A couple of months ago I rented a car from Thrifty Car Rental but never again. This week I got a bill from Thrifty, shown below, for $0.70 from a toll road and a $15 administrative fee on top of that.
Apparently, despite my best effort to avoid toll roads during that trip, I must have gone through a toll booth. Now Thrifty is chasing me down to make sure I pay that $0.70 toll, and they’re charging me an additional $15 fee on top of that for their trouble.
At first I was mad at them, but now I just feel sorry for them and their incredibly short-sighted business practices. Just think of Thrifty’s options:
- They could have paid the $0.70 toll themselves. I would have been none the wiser, and I would have remembered renting a car with them as problem free.
- They could have sent me a bill for the $0.70 toll. I would have thought it was a little silly to bill me for such a small amount, but I would have understood. Perhaps, regardless of how big or small the toll amount, Thrifty has a process of reaching out to their customers to collect the money for tolls.
- They could have sent me a letter, letting me know that I incurred a $0.70 charge from a toll booth during my recent trip, but also letting me know that due to the small amount, they would just pay it themselves. The letter could have thanked me for being a loyal customer and encouraged me to use Thrifty again in the future. And I would have been glad to do so.
- They could have sent me a bill for the $0.70 toll plus an administrative fee on top of that. This would reassure me that Thrifty cares more about their short term bottom line than having me as a loyal customer.
Of course, Thrifty chose the last option, and I’m writing this post to remind myself never to use that car rental company again. It amazes me that for $0.70 and the price of a stamp, Thrifty could have gained a loyal customer. But apparently, they’d rather have $15 now and never have my business again.

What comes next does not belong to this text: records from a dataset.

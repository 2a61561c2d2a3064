use std::collections::HashMap;
use std::fs;
use std::path::PathBuf;
use std::sync::{Arc, RwLock};

use minijinja::{Environment, Error, State};
use sha2::{Digest, Sha256};

/// Resolves `asset("wrapped.css")` in templates to a cache-busting URL.
#[derive(Debug, Clone)]
pub struct AssetLoader {
    root: PathBuf,
    cache: Arc<RwLock<HashMap<String, String>>>,
}

impl AssetLoader {
    pub fn new(root: impl Into<PathBuf>) -> Self {
        Self {
            root: root.into(),
            cache: Arc::default(),
        }
    }

    pub fn asset_path(&self, path: &str) -> String {
        if let Some(hashed) = self.cache.read().ok().and_then(|c| c.get(path).cloned()) {
            return hashed;
        }

        match fs::read(self.root.join(path)) {
            Ok(contents) => {
                let digest = Sha256::digest(&contents);
                let short: String = format!("{:x}", digest).chars().take(16).collect();
                let hashed = format!("/static/{}?v={}", path, short);
                if let Ok(mut cache) = self.cache.write() {
                    cache.insert(path.to_string(), hashed.clone());
                }
                hashed
            }
            Err(_) => format!("/static/{}", path),
        }
    }

    pub fn register(&self, env: &mut Environment<'_>) {
        let loader = self.clone();
        env.add_function("asset", move |_state: &State, path: String| -> Result<String, Error> {
            Ok(loader.asset_path(&path))
        });
    }
}

#[cfg(test)]
mod tests {
    use super::*;

    #[test]
    fn missing_assets_fall_back_to_plain_path() {
        let loader = AssetLoader::new("does-not-exist");
        assert_eq!(loader.asset_path("wrapped.css"), "/static/wrapped.css");
    }

    #[test]
    fn existing_assets_get_a_content_hash() {
        let loader = AssetLoader::new(env!("CARGO_MANIFEST_DIR"));
        let path = loader.asset_path("Cargo.toml");
        assert!(path.starts_with("/static/Cargo.toml?v="));
        assert_eq!(path.len(), "/static/Cargo.toml?v=".len() + 16);
        assert_eq!(loader.asset_path("Cargo.toml"), path);
    }
}
use axum::{Json, extract::State};

use crate::{
    error::AppError,
    router::AppState,
    store::segments::{Segment, SegmentCriteria, segment_donors},
};

pub async fn create_segment(
    State(state): State<AppState>,
    Json(criteria): Json<SegmentCriteria>,
) -> Result<Json<Segment>, AppError> {
    if criteria.name.trim().is_empty() {
        return Err(AppError::Validation("segment name is required".to_string()));
    }
    if criteria.min_total.is_some_and(|min| !min.is_finite() || min < 0.0) {
        return Err(AppError::Validation(
            "min_total must be a non-negative number".to_string(),
        ));
    }
    let segment = segment_donors(&state.db, criteria).await?;
    tracing::info!(
        "Segment '{}' matched {} donors",
        segment.name,
        segment.donor_count
    );
    Ok(Json(segment))
}
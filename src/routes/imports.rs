use axum::{
    Json,
    extract::{Multipart, State},
};

use crate::{
    error::AppError,
    import::{ImportResult, import_rows, read_rows},
    router::AppState,
};

/// Accepts a multipart upload in the `file` field (xlsx, xls, ods, csv or json).
pub async fn import_excel(
    State(state): State<AppState>,
    mut multipart: Multipart,
) -> Result<Json<ImportResult>, AppError> {
    let mut upload: Option<(String, Vec<u8>)> = None;

    while let Some(field) = multipart
        .next_field()
        .await
        .map_err(|e| AppError::Validation(e.to_string()))?
    {
        let is_file = field.name() == Some("file") || field.file_name().is_some();
        if !is_file {
            continue;
        }
        let filename = field.file_name().unwrap_or("upload.xlsx").to_string();
        let bytes = field
            .bytes()
            .await
            .map_err(|e| AppError::Validation(e.to_string()))?;
        upload = Some((filename, bytes.to_vec()));
        break;
    }

    let Some((filename, bytes)) = upload else {
        return Err(AppError::Validation("No file uploaded".to_string()));
    };
    if bytes.is_empty() {
        return Err(AppError::Validation(format!("{filename} is empty")));
    }

    tracing::info!("Importing {} ({} bytes)", filename, bytes.len());
    let rows = read_rows(&filename, &bytes)?;
    Ok(Json(import_rows(&state.db, rows).await))
}
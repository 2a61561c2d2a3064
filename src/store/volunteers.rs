use chrono::{NaiveDateTime, Utc};
use sea_orm::{
    ActiveModelTrait, ActiveValue::Set, ColumnTrait, DatabaseConnection, EntityTrait,
    QueryFilter, QueryOrder,
};
use tracing::debug;

use super::{
    Identifier, StoreError,
    donors::{DonorInput, Upserted},
    non_empty, normalize_email,
};
use crate::entities::{prelude::*, volunteer, volunteer_shift};

pub async fn find_volunteer_by_email(
    db: &DatabaseConnection,
    email: &str,
) -> Result<Option<volunteer::Model>, StoreError> {
    Ok(Volunteer::find()
        .filter(volunteer::Column::Email.eq(email.trim().to_lowercase()))
        .one(db)
        .await?)
}

pub async fn find_volunteer(
    db: &DatabaseConnection,
    identifier: &Identifier,
) -> Result<Option<volunteer::Model>, StoreError> {
    match identifier {
        Identifier::Id(id) => Ok(Volunteer::find_by_id(*id).one(db).await?),
        Identifier::Email(email) => find_volunteer_by_email(db, email).await,
    }
}

/// Volunteers share the donor contact shape; the external id is ignored.
pub async fn upsert_volunteer(
    db: &DatabaseConnection,
    input: DonorInput,
) -> Result<Upserted<volunteer::Model>, StoreError> {
    let email = normalize_email(&input.email)?;
    let now = Utc::now().naive_utc();
    let first_name = non_empty(input.first_name);
    let last_name = non_empty(input.last_name);
    let phone = non_empty(input.phone);

    match find_volunteer_by_email(db, &email).await? {
        Some(existing) => {
            let mut model: volunteer::ActiveModel = existing.into();
            if first_name.is_some() {
                model.first_name = Set(first_name);
            }
            if last_name.is_some() {
                model.last_name = Set(last_name);
            }
            if phone.is_some() {
                model.phone = Set(phone);
            }
            model.updated_at = Set(now);
            Ok(Upserted::Updated(model.update(db).await?))
        }
        None => {
            let model = volunteer::ActiveModel {
                email: Set(email),
                first_name: Set(first_name),
                last_name: Set(last_name),
                phone: Set(phone),
                created_at: Set(now),
                updated_at: Set(now),
                ..Default::default()
            };
            let created = model.insert(db).await?;
            debug!("Created volunteer {} ({})", created.id, created.email);
            Ok(Upserted::Created(created))
        }
    }
}

/// Records a shift, creating the volunteer on their first one.
pub async fn log_shift(
    db: &DatabaseConnection,
    email: &str,
    hours: f64,
    shift_date: Option<NaiveDateTime>,
) -> Result<(volunteer::Model, volunteer_shift::Model), StoreError> {
    let volunteer = upsert_volunteer(
        db,
        DonorInput {
            email: email.to_string(),
            ..Default::default()
        },
    )
    .await?
    .into_inner();

    let now = Utc::now().naive_utc();
    let shift = volunteer_shift::ActiveModel {
        hours: Set(hours),
        shift_date: Set(shift_date.unwrap_or(now)),
        email: Set(volunteer.email.clone()),
        volunteer_id: Set(Some(volunteer.id)),
        created_at: Set(now),
        updated_at: Set(now),
        ..Default::default()
    }
    .insert(db)
    .await?;

    debug!(
        "Logged {} hours for volunteer {} (shift {})",
        shift.hours, volunteer.id, shift.id
    );
    Ok((volunteer, shift))
}

/// Shifts for one volunteer, newest first.
pub async fn shifts_for_volunteer(
    db: &DatabaseConnection,
    volunteer_id: i32,
) -> Result<Vec<volunteer_shift::Model>, StoreError> {
    Ok(VolunteerShift::find()
        .filter(volunteer_shift::Column::VolunteerId.eq(volunteer_id))
        .order_by_desc(volunteer_shift::Column::ShiftDate)
        .order_by_desc(volunteer_shift::Column::Id)
        .all(db)
        .await?)
}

I don’t know how much Thrifty spends on marketing. Probably not a lot, since they are a discount car rental company. But they must spend something on occasional TV spots, billboards, or online advertising. They likely spend thousands, perhaps even millions a year, on marketing campaigns that may or may not be effective. Here, though, they had the opportunity to spend $1 on a marketing campaign that would almost be guaranteed to win them new business, and not only did they miss the chance but they used the opportunity to offend and lose a customer.
P.S. I also am amazed, if you notice in the image above, that they have the website, ThriftyRentalFine.com. This both cracks me up with laughter and saddens me. Apparently, chasing down customers to pay fines is something Thrifty does so often that they need their own website dedicated to this purpose.